Lula criticou a atual dinâmica da política brasileira, apontando que a atividade política se transformou em um 'negócio' com altos custos. Ele mencionou o exemplo de que um deputado federal não será eleito por menos de 50 milhões de reais, o que, segundo ele, representaria uma séria degradação da política brasileira.
A reunião também destacou que 18 dos 37 ministros manifestaram a intenção de se afastar para se candidatar. A legislação exige que políticos se afastem até seis meses antes do primeiro turno, com o prazo final para a desincompatibilização sendo 4 de abril de 2026. No entanto, presidente e vice-presidente não precisam renunciar para buscar a reeleição.
Lula anunciou que não fará novas nomeações, optando por manter a equipe atual, onde secretários executivos assumirão as responsabilidades das pastas. Por exemplo, Dario Durigan assumiu o Ministério da Fazenda após a saída de Fernando Haddad.
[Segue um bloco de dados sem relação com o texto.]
//! Maps the interlock state onto a registered blink pattern.
//!
//! The flash count tells the operator which charger is active (one flash for
//! none, two for MPPT, three for external). The gap length tells whether
//! discharge is enabled (two units off without, three with).

use super::table::{PatternId, PatternTable, PatternTableError};
use crate::interlock::{ChargeState, ChargerSelector, CtrlState, DischargeState, InterlockState};

/// Pattern ids for every reachable interlock state, in registration order.
#[derive(Copy, Clone, Debug, Eq, PartialEq)]
pub struct StatusPatterns {
    pub unsafe_init: PatternId,
    pub system_off: PatternId,
    pub idle: PatternId,
    pub discharging: PatternId,
    pub charging_mppt: PatternId,
    pub charging_external: PatternId,
    pub discharging_charging_mppt: PatternId,
    pub discharging_charging_external: PatternId,
}

/// `(on, off)` units registered by [`register_status_patterns`], in order.
pub const STATUS_PATTERN_UNITS: [(u8, u8); 8] = [
    (5, 0),
    (0, 1),
    (1, 2),
    (1, 3),
    (2, 2),
    (3, 2),
    (2, 3),
    (3, 3),
];

/// Registers the status patterns in their fixed order.
pub fn register_status_patterns<const CAPACITY: usize>(
    table: &mut PatternTable<CAPACITY>,
) -> Result<StatusPatterns, PatternTableError> {
    let [
        unsafe_init,
        system_off,
        idle,
        discharging,
        charging_mppt,
        charging_external,
        discharging_charging_mppt,
        discharging_charging_external,
    ] = STATUS_PATTERN_UNITS;

    Ok(StatusPatterns {
        unsafe_init: table.register(unsafe_init.0, unsafe_init.1)?,
        system_off: table.register(system_off.0, system_off.1)?,
        idle: table.register(idle.0, idle.1)?,
        discharging: table.register(discharging.0, discharging.1)?,
        charging_mppt: table.register(charging_mppt.0, charging_mppt.1)?,
        charging_external: table.register(charging_external.0, charging_external.1)?,
        discharging_charging_mppt: table
            .register(discharging_charging_mppt.0, discharging_charging_mppt.1)?,
        discharging_charging_external: table.register(
            discharging_charging_external.0,
            discharging_charging_external.1,
        )?,
    })
}

impl StatusPatterns {
    /// Total mapping from the state tuple to a pattern id.
    ///
    /// Combinations the interlock forces unreachable (anything enabled while
    /// not on) show the system-off pattern.
    #[must_use]
    pub const fn select(
        &self,
        ctrl: CtrlState,
        discharge: DischargeState,
        charge: ChargeState,
        selector: ChargerSelector,
    ) -> PatternId {
        match (ctrl, discharge, charge, selector) {
            (
                CtrlState::Uninitialized,
                DischargeState::Disabled,
                ChargeState::Disabled,
                ChargerSelector::Mppt,
            ) => self.unsafe_init,
            (CtrlState::Uninitialized | CtrlState::SystemOff, _, _, _) => self.system_off,
            (CtrlState::SystemOn, DischargeState::Disabled, ChargeState::Disabled, _) => {
                self.idle
            }
            (CtrlState::SystemOn, DischargeState::Enabled, ChargeState::Disabled, _) => {
                self.discharging
            }
            (
                CtrlState::SystemOn,
                DischargeState::Disabled,
                ChargeState::Enabled,
                ChargerSelector::Mppt,
            ) => self.charging_mppt,
            (
                CtrlState::SystemOn,
                DischargeState::Disabled,
                ChargeState::Enabled,
                ChargerSelector::External,
            ) => self.charging_external,
            (
                CtrlState::SystemOn,
                DischargeState::Enabled,
                ChargeState::Enabled,
                ChargerSelector::Mppt,
            ) => self.discharging_charging_mppt,
            (
                CtrlState::SystemOn,
                DischargeState::Enabled,
                ChargeState::Enabled,
                ChargerSelector::External,
            ) => self.discharging_charging_external,
        }
    }

    /// Convenience wrapper over [`StatusPatterns::select`].
    #[must_use]
    pub const fn for_state(&self, state: &InterlockState) -> PatternId {
        self.select(state.ctrl, state.discharge, state.charge, state.selector)
    }
}

#[cfg(test)]
mod tests {
    use super::*;
    use crate::indicator::table::BlinkPattern;

    fn registered() -> (PatternTable, StatusPatterns) {
        let mut table = PatternTable::new();
        let patterns = register_status_patterns(&mut table).expect("register status patterns");
        (table, patterns)
    }

    fn units(table: &PatternTable, id: PatternId) -> BlinkPattern {
        *table.get(id).expect("pattern registered")
    }

    #[test]
    fn registration_is_stable() {
        let (table, patterns) = registered();
        assert_eq!(table.len(), STATUS_PATTERN_UNITS.len());
        assert_eq!(patterns.unsafe_init.as_u8(), 0);
        assert_eq!(patterns.system_off.as_u8(), 1);
        assert_eq!(patterns.discharging_charging_external.as_u8(), 7);

        let (_, again) = registered();
        assert_eq!(patterns, again);
    }

    #[test]
    fn reachable_states_map_to_literal_units() {
        let (table, patterns) = registered();
        let on = CtrlState::SystemOn;
        let cases = [
            (
                CtrlState::Uninitialized,
                DischargeState::Disabled,
                ChargeState::Disabled,
                ChargerSelector::Mppt,
                (5, 0),
            ),
            (
                CtrlState::SystemOff,
                DischargeState::Disabled,
                ChargeState::Disabled,
                ChargerSelector::Mppt,
                (0, 1),
            ),
            (on, DischargeState::Disabled, ChargeState::Disabled, ChargerSelector::Mppt, (1, 2)),
            (on, DischargeState::Disabled, ChargeState::Disabled, ChargerSelector::External, (1, 2)),
            (on, DischargeState::Enabled, ChargeState::Disabled, ChargerSelector::Mppt, (1, 3)),
            (on, DischargeState::Disabled, ChargeState::Enabled, ChargerSelector::Mppt, (2, 2)),
            (on, DischargeState::Disabled, ChargeState::Enabled, ChargerSelector::External, (3, 2)),
            (on, DischargeState::Enabled, ChargeState::Enabled, ChargerSelector::Mppt, (2, 3)),
            (on, DischargeState::Enabled, ChargeState::Enabled, ChargerSelector::External, (3, 3)),
        ];

        for (ctrl, discharge, charge, selector, (on_units, off_units)) in cases {
            let id = patterns.select(ctrl, discharge, charge, selector);
            assert_eq!(
                units(&table, id),
                BlinkPattern::new(on_units, off_units),
                "{ctrl:?} {discharge:?} {charge:?} {selector:?}"
            );
        }
    }

    #[test]
    fn forced_off_combinations_fall_back_to_system_off() {
        let (_, patterns) = registered();
        let id = patterns.select(
            CtrlState::SystemOff,
            DischargeState::Enabled,
            ChargeState::Enabled,
            ChargerSelector::External,
        );
        assert_eq!(id, patterns.system_off);

        let id = patterns.select(
            CtrlState::Uninitialized,
            DischargeState::Disabled,
            ChargeState::Enabled,
            ChargerSelector::Mppt,
        );
        assert_eq!(id, patterns.system_off);
    }
}
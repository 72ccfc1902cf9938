//! Interlock state machine shared by firmware and host targets.
//!
//! Raw, non-debounced input levels are folded into a canonical
//! [`InterlockState`] once per cycle. The control state only leaves
//! [`CtrlState::Uninitialized`] after the system switch has been seen low,
//! and every derived power-path decision is forced to its safe default
//! whenever the system is not on.

use core::fmt;

pub mod contactors;

pub use contactors::{ChargePathAction, OutputFrame, apply_outputs};

use crate::lines::OutputLine;

/// Top-level control state.
#[derive(Copy, Clone, Debug, Eq, PartialEq)]
pub enum CtrlState {
    /// Entry state. The switch position at power-up is not trusted.
    Uninitialized,
    SystemOff,
    SystemOn,
}

impl CtrlState {
    /// Pure transition function driven by the current switch level.
    ///
    /// `Uninitialized` only moves to `SystemOff`; a cold start must begin from
    /// off even if the switch is already closed.
    #[must_use]
    pub const fn next(self, system_switch: bool) -> Self {
        match self {
            CtrlState::Uninitialized if !system_switch => CtrlState::SystemOff,
            CtrlState::Uninitialized => CtrlState::Uninitialized,
            CtrlState::SystemOff | CtrlState::SystemOn => {
                if system_switch {
                    CtrlState::SystemOn
                } else {
                    CtrlState::SystemOff
                }
            }
        }
    }

    /// Returns `true` when derived states may follow the inputs.
    #[must_use]
    pub const fn is_on(self) -> bool {
        matches!(self, CtrlState::SystemOn)
    }
}

impl fmt::Display for CtrlState {
    fn fmt(&self, f: &mut fmt::Formatter<'_>) -> fmt::Result {
        f.write_str(match self {
            CtrlState::Uninitialized => "uninitialized",
            CtrlState::SystemOff => "off",
            CtrlState::SystemOn => "on",
        })
    }
}

#[derive(Copy, Clone, Debug, Eq, PartialEq)]
pub enum DischargeState {
    Disabled,
    Enabled,
}

impl DischargeState {
    #[must_use]
    pub const fn is_enabled(self) -> bool {
        matches!(self, DischargeState::Enabled)
    }
}

#[derive(Copy, Clone, Debug, Eq, PartialEq)]
pub enum ChargeState {
    Disabled,
    Enabled,
}

impl ChargeState {
    #[must_use]
    pub const fn is_enabled(self) -> bool {
        matches!(self, ChargeState::Enabled)
    }
}

/// Charge source selection.
#[derive(Copy, Clone, Debug, Eq, PartialEq)]
pub enum ChargerSelector {
    Mppt,
    External,
}

impl ChargerSelector {
    /// Returns the opposite charge source.
    #[must_use]
    pub const fn other(self) -> Self {
        match self {
            ChargerSelector::Mppt => ChargerSelector::External,
            ChargerSelector::External => ChargerSelector::Mppt,
        }
    }

    /// Output line closing this charger's contactor.
    #[must_use]
    pub const fn contactor(self) -> OutputLine {
        match self {
            ChargerSelector::Mppt => OutputLine::MpptContactor,
            ChargerSelector::External => OutputLine::ExternalContactor,
        }
    }
}

impl fmt::Display for ChargerSelector {
    fn fmt(&self, f: &mut fmt::Formatter<'_>) -> fmt::Result {
        f.write_str(match self {
            ChargerSelector::Mppt => "mppt",
            ChargerSelector::External => "external",
        })
    }
}

/// Raw input levels sampled once per cycle, exactly as read from the pins.
#[derive(Copy, Clone, Debug, Default, Eq, PartialEq)]
pub struct InterlockInputs {
    /// High requests the system on.
    pub system_switch: bool,
    /// High blocks discharge.
    pub discharge_inhibit: bool,
    /// High blocks charging.
    pub charge_inhibit: bool,
    /// High selects MPPT, low selects the external charger.
    pub charger_select: bool,
}

impl InterlockInputs {
    /// Builds a sample from the four raw levels.
    #[must_use]
    pub const fn new(
        system_switch: bool,
        discharge_inhibit: bool,
        charge_inhibit: bool,
        charger_select: bool,
    ) -> Self {
        Self {
            system_switch,
            discharge_inhibit,
            charge_inhibit,
            charger_select,
        }
    }

    /// Levels read with every pull-up input idle and the switch open.
    #[must_use]
    pub const fn idle() -> Self {
        Self::new(false, true, true, true)
    }

    #[must_use]
    pub const fn requested_discharge(&self) -> DischargeState {
        if self.discharge_inhibit {
            DischargeState::Disabled
        } else {
            DischargeState::Enabled
        }
    }

    #[must_use]
    pub const fn requested_charge(&self) -> ChargeState {
        if self.charge_inhibit {
            ChargeState::Disabled
        } else {
            ChargeState::Enabled
        }
    }

    #[must_use]
    pub const fn requested_charger(&self) -> ChargerSelector {
        if self.charger_select {
            ChargerSelector::Mppt
        } else {
            ChargerSelector::External
        }
    }
}

/// Canonical interlock state owned by the control cycle.
#[derive(Copy, Clone, Debug, Eq, PartialEq)]
pub struct InterlockState {
    pub ctrl: CtrlState,
    pub discharge: DischargeState,
    pub charge: ChargeState,
    pub selector: ChargerSelector,
    /// Charger whose contactor was closed most recently. Survives charge
    /// disable/enable so a handover can be detected on re-enable.
    pub last_used_charger: ChargerSelector,
}

impl InterlockState {
    /// Power-up state: uninitialized with every path disabled.
    #[must_use]
    pub const fn new() -> Self {
        Self {
            ctrl: CtrlState::Uninitialized,
            discharge: DischargeState::Disabled,
            charge: ChargeState::Disabled,
            selector: ChargerSelector::Mppt,
            last_used_charger: ChargerSelector::Mppt,
        }
    }

    /// Applies the transition function and recomputes derived states.
    ///
    /// Returns the previous control state when it changed.
    pub fn advance(&mut self, inputs: &InterlockInputs) -> Option<CtrlState> {
        let previous = self.ctrl;
        self.ctrl = previous.next(inputs.system_switch);
        self.derive(inputs);

        if previous == self.ctrl {
            None
        } else {
            Some(previous)
        }
    }

    fn derive(&mut self, inputs: &InterlockInputs) {
        if self.ctrl.is_on() {
            self.discharge = inputs.requested_discharge();
            self.charge = inputs.requested_charge();
            self.selector = inputs.requested_charger();
        } else {
            self.discharge = DischargeState::Disabled;
            self.charge = ChargeState::Disabled;
            self.selector = ChargerSelector::Mppt;
        }
    }

    /// Returns `true` when the forced-off defaults hold for a non-running system.
    #[must_use]
    pub fn is_consistent(&self) -> bool {
        self.ctrl.is_on()
            || (self.discharge == DischargeState::Disabled
                && self.charge == ChargeState::Disabled
                && self.selector == ChargerSelector::Mppt)
    }

    /// Returns `true` when the current selection differs from the last
    /// closed charger while charging is enabled.
    #[must_use]
    pub fn handover_pending(&self) -> bool {
        self.charge.is_enabled() && self.selector != self.last_used_charger
    }
}

impl Default for InterlockState {
    fn default() -> Self {
        Self::new()
    }
}
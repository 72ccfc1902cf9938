//! Output application and break-before-make charger sequencing.
//!
//! There is no contactor feedback. When the selected charger changes, the
//! outgoing contactor is commanded open and the cycle blocks for the
//! configured dead-time before the incoming contactor is commanded closed.
//! If the real contactor takes longer than the dead-time to open, both
//! sources can be bridged for the difference and nothing here can detect it;
//! the dead-time must be sized against the slowest contactor fitted.

use core::time::Duration;

use embedded_hal::delay::DelayNs;

use super::{ChargerSelector, InterlockState};
use crate::lines::{OutputLine, PowerPathDriver};

/// Desired level of every power-path output for one cycle.
#[derive(Copy, Clone, Debug, Default, Eq, PartialEq)]
pub struct OutputFrame {
    pub power_ready: bool,
    pub discharge_contactor: bool,
    pub mppt_contactor: bool,
    pub external_contactor: bool,
}

impl OutputFrame {
    /// Every power-path output deasserted.
    pub const RELEASED: Self = Self {
        power_ready: false,
        discharge_contactor: false,
        mppt_contactor: false,
        external_contactor: false,
    };

    /// Steady-state levels implied by `state` once sequencing completes.
    #[must_use]
    pub const fn from_state(state: &InterlockState) -> Self {
        let charging = state.charge.is_enabled();
        Self {
            power_ready: state.ctrl.is_on(),
            discharge_contactor: state.discharge.is_enabled(),
            mppt_contactor: charging && matches!(state.selector, ChargerSelector::Mppt),
            external_contactor: charging && matches!(state.selector, ChargerSelector::External),
        }
    }

    /// Level of a single power-path line; the indicator is not part of the frame.
    #[must_use]
    pub const fn level(&self, line: OutputLine) -> Option<bool> {
        match line {
            OutputLine::PowerReady => Some(self.power_ready),
            OutputLine::DischargeContactor => Some(self.discharge_contactor),
            OutputLine::MpptContactor => Some(self.mppt_contactor),
            OutputLine::ExternalContactor => Some(self.external_contactor),
            OutputLine::Indicator => None,
        }
    }
}

/// What the charge path did during a cycle.
#[derive(Copy, Clone, Debug, Eq, PartialEq)]
pub enum ChargePathAction {
    /// Charging disabled; both charger contactors open.
    Open,
    /// Selected contactor (re)asserted with no change of source.
    Hold(ChargerSelector),
    /// Source changed; the dead-time elapsed between open and close.
    Handover {
        from: ChargerSelector,
        to: ChargerSelector,
    },
}

/// Drives every power-path output for the current state.
///
/// The only blocking call in the control cycle lives here: `delay` is used
/// for the dead-time during a handover and must actually block until it has
/// elapsed.
pub fn apply_outputs<D, T>(
    state: &mut InterlockState,
    driver: &mut D,
    delay: &mut T,
    dead_time: Duration,
) -> ChargePathAction
where
    D: PowerPathDriver + ?Sized,
    T: DelayNs + ?Sized,
{
    driver.drive(OutputLine::PowerReady, state.ctrl.is_on());
    driver.drive(OutputLine::DischargeContactor, state.discharge.is_enabled());

    if !state.charge.is_enabled() {
        driver.drive(OutputLine::MpptContactor, false);
        driver.drive(OutputLine::ExternalContactor, false);
        return ChargePathAction::Open;
    }

    let selected = state.selector;
    driver.drive(selected.other().contactor(), false);

    let action = if selected == state.last_used_charger {
        ChargePathAction::Hold(selected)
    } else {
        delay.delay_us(duration_micros(dead_time));
        ChargePathAction::Handover {
            from: state.last_used_charger,
            to: selected,
        }
    };

    driver.drive(selected.contactor(), true);
    state.last_used_charger = selected;
    action
}

/// Converts a duration to whole microseconds, rounding up so the wait is
/// never shorter than configured.
pub(crate) fn duration_micros(duration: Duration) -> u32 {
    let mut micros = duration.as_micros();
    if !duration.subsec_nanos().is_multiple_of(1_000) {
        micros += 1;
    }
    u32::try_from(micros).unwrap_or(u32::MAX)
}
//! Contracts for the external collaborators a run drives
//!
//! The orchestrator only ever talks to these traits. The [`crate::cdp`]
//! module implements the browser side over the Chrome DevTools Protocol and
//! [`crate::wallet`] implements the wallet side on top of any [`Environment`].

use std::path::Path;
use std::sync::Arc;
use std::time::Duration;

use async_trait::async_trait;
use serde::{Deserialize, Serialize};
use serde_json::Value;
use tokio::sync::broadcast;

use crate::config::{BrowserConfig, NetworkConfig, WalletCredentials};
use crate::errors::RestakeError;

/// How long a navigation waits before it is considered settled.
#[derive(Debug, Clone, Copy, PartialEq, Eq, Serialize, Deserialize)]
#[serde(rename_all = "snake_case")]
pub enum WaitPolicy {
    /// The document has been parsed.
    DomContentLoaded,
    /// The page is fully loaded and the network has gone quiet.
    NetworkIdle,
}

/// Options for [`Page::wait_for_selector`].
#[derive(Debug, Clone, Copy, PartialEq, Eq)]
pub struct WaitOptions {
    /// Require the element to be rendered with a non-empty box, not merely attached.
    pub visible: bool,
    pub timeout: Duration,
}

impl WaitOptions {
    pub fn visible(timeout: Duration) -> Self {
        Self {
            visible: true,
            timeout,
        }
    }

    pub fn attached(timeout: Duration) -> Self {
        Self {
            visible: false,
            timeout,
        }
    }
}

/// A browser target (tab, extension page, worker) announced by the environment.
#[derive(Debug, Clone, PartialEq, Eq, Serialize, Deserialize)]
pub struct TargetInfo {
    pub target_id: String,
    /// DevTools target type, e.g. `page`, `service_worker`, `background_page`.
    pub kind: String,
    pub url: String,
}

impl TargetInfo {
    pub fn is_page(&self) -> bool {
        self.kind == "page"
    }
}

/// Starts browser environments.
#[async_trait]
pub trait AutomationSurface: Send + Sync {
    async fn launch(&self, config: &BrowserConfig) -> Result<Arc<dyn Environment>, RestakeError>;
}

/// One running browser instance, owned by a single run.
#[async_trait]
pub trait Environment: Send + Sync {
    async fn new_page(&self) -> Result<Arc<dyn Page>, RestakeError>;

    /// All open page targets, extension pages included.
    async fn pages(&self) -> Result<Vec<Arc<dyn Page>>, RestakeError>;

    /// Get a handle on an announced target.
    async fn attach(&self, target: &TargetInfo) -> Result<Arc<dyn Page>, RestakeError>;

    /// Stream of targets created from now on.
    fn target_events(&self) -> broadcast::Receiver<TargetInfo>;

    /// Create a recorder that captures `page`.
    async fn recorder(&self, page: &Arc<dyn Page>) -> Result<Box<dyn Recorder>, RestakeError>;

    async fn close(&self) -> Result<(), RestakeError>;
}

#[async_trait]
pub trait Page: Send + Sync {
    fn target_id(&self) -> &str;

    async fn url(&self) -> Result<String, RestakeError>;

    async fn goto(&self, url: &str, wait: WaitPolicy) -> Result<(), RestakeError>;

    async fn reload(&self, wait: WaitPolicy) -> Result<(), RestakeError>;

    /// Wait for `selector` to match. Fails with [`RestakeError::DeadlineExceeded`]
    /// once `options.timeout` has passed.
    async fn wait_for_selector(
        &self,
        selector: &str,
        options: WaitOptions,
    ) -> Result<(), RestakeError>;

    async fn click(&self, selector: &str) -> Result<(), RestakeError>;

    /// Replace the value of the input matched by `selector`.
    async fn fill(&self, selector: &str, value: &str) -> Result<(), RestakeError>;

    /// Evaluate a script expression in the page and return its JSON value.
    async fn evaluate(&self, expression: &str) -> Result<Value, RestakeError>;
}

/// Screen recording of a page.
#[async_trait]
pub trait Recorder: Send + Sync {
    async fn start(&mut self, path: &Path) -> Result<(), RestakeError>;

    /// Stop recording. Stopping a recorder that is not running is a no-op.
    async fn stop(&mut self) -> Result<(), RestakeError>;
}

/// Brings a wallet extension into a usable, unlocked state.
#[async_trait]
pub trait WalletSurface: Send + Sync {
    async fn setup(
        &self,
        environment: Arc<dyn Environment>,
        credentials: &WalletCredentials,
    ) -> Result<Box<dyn Wallet>, RestakeError>;
}

/// An unlocked wallet that can act on pending requests.
#[async_trait]
pub trait Wallet: Send + Sync {
    async fn add_network(&self, network: &NetworkConfig) -> Result<(), RestakeError>;

    async fn switch_network(&self, name: &str) -> Result<(), RestakeError>;

    /// Approve the pending connection request.
    async fn approve(&self) -> Result<(), RestakeError>;

    /// Confirm the pending transaction request.
    async fn confirm_transaction(&self) -> Result<(), RestakeError>;
}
A confirmação de Alckmin na chapa ao lado de Lula reforça a estratégia de união entre antigos adversários, que demonstrou ser eficaz nas eleições de 2022. A continuidade de Alckmin é vista como uma tentativa de garantir estabilidade e apoio político mais amplo, aproveitando sua experiência na gestão federal.
Com a saída dos ministros e a chapa definida, o governo se prepara para um intenso período de gestão e campanha. A confiança na equipe atual é considerada crucial para a continuidade das políticas públicas e para o cumprimento dos objetivos do mandato, enquanto a corrida eleitoral de 2026 se aproxima.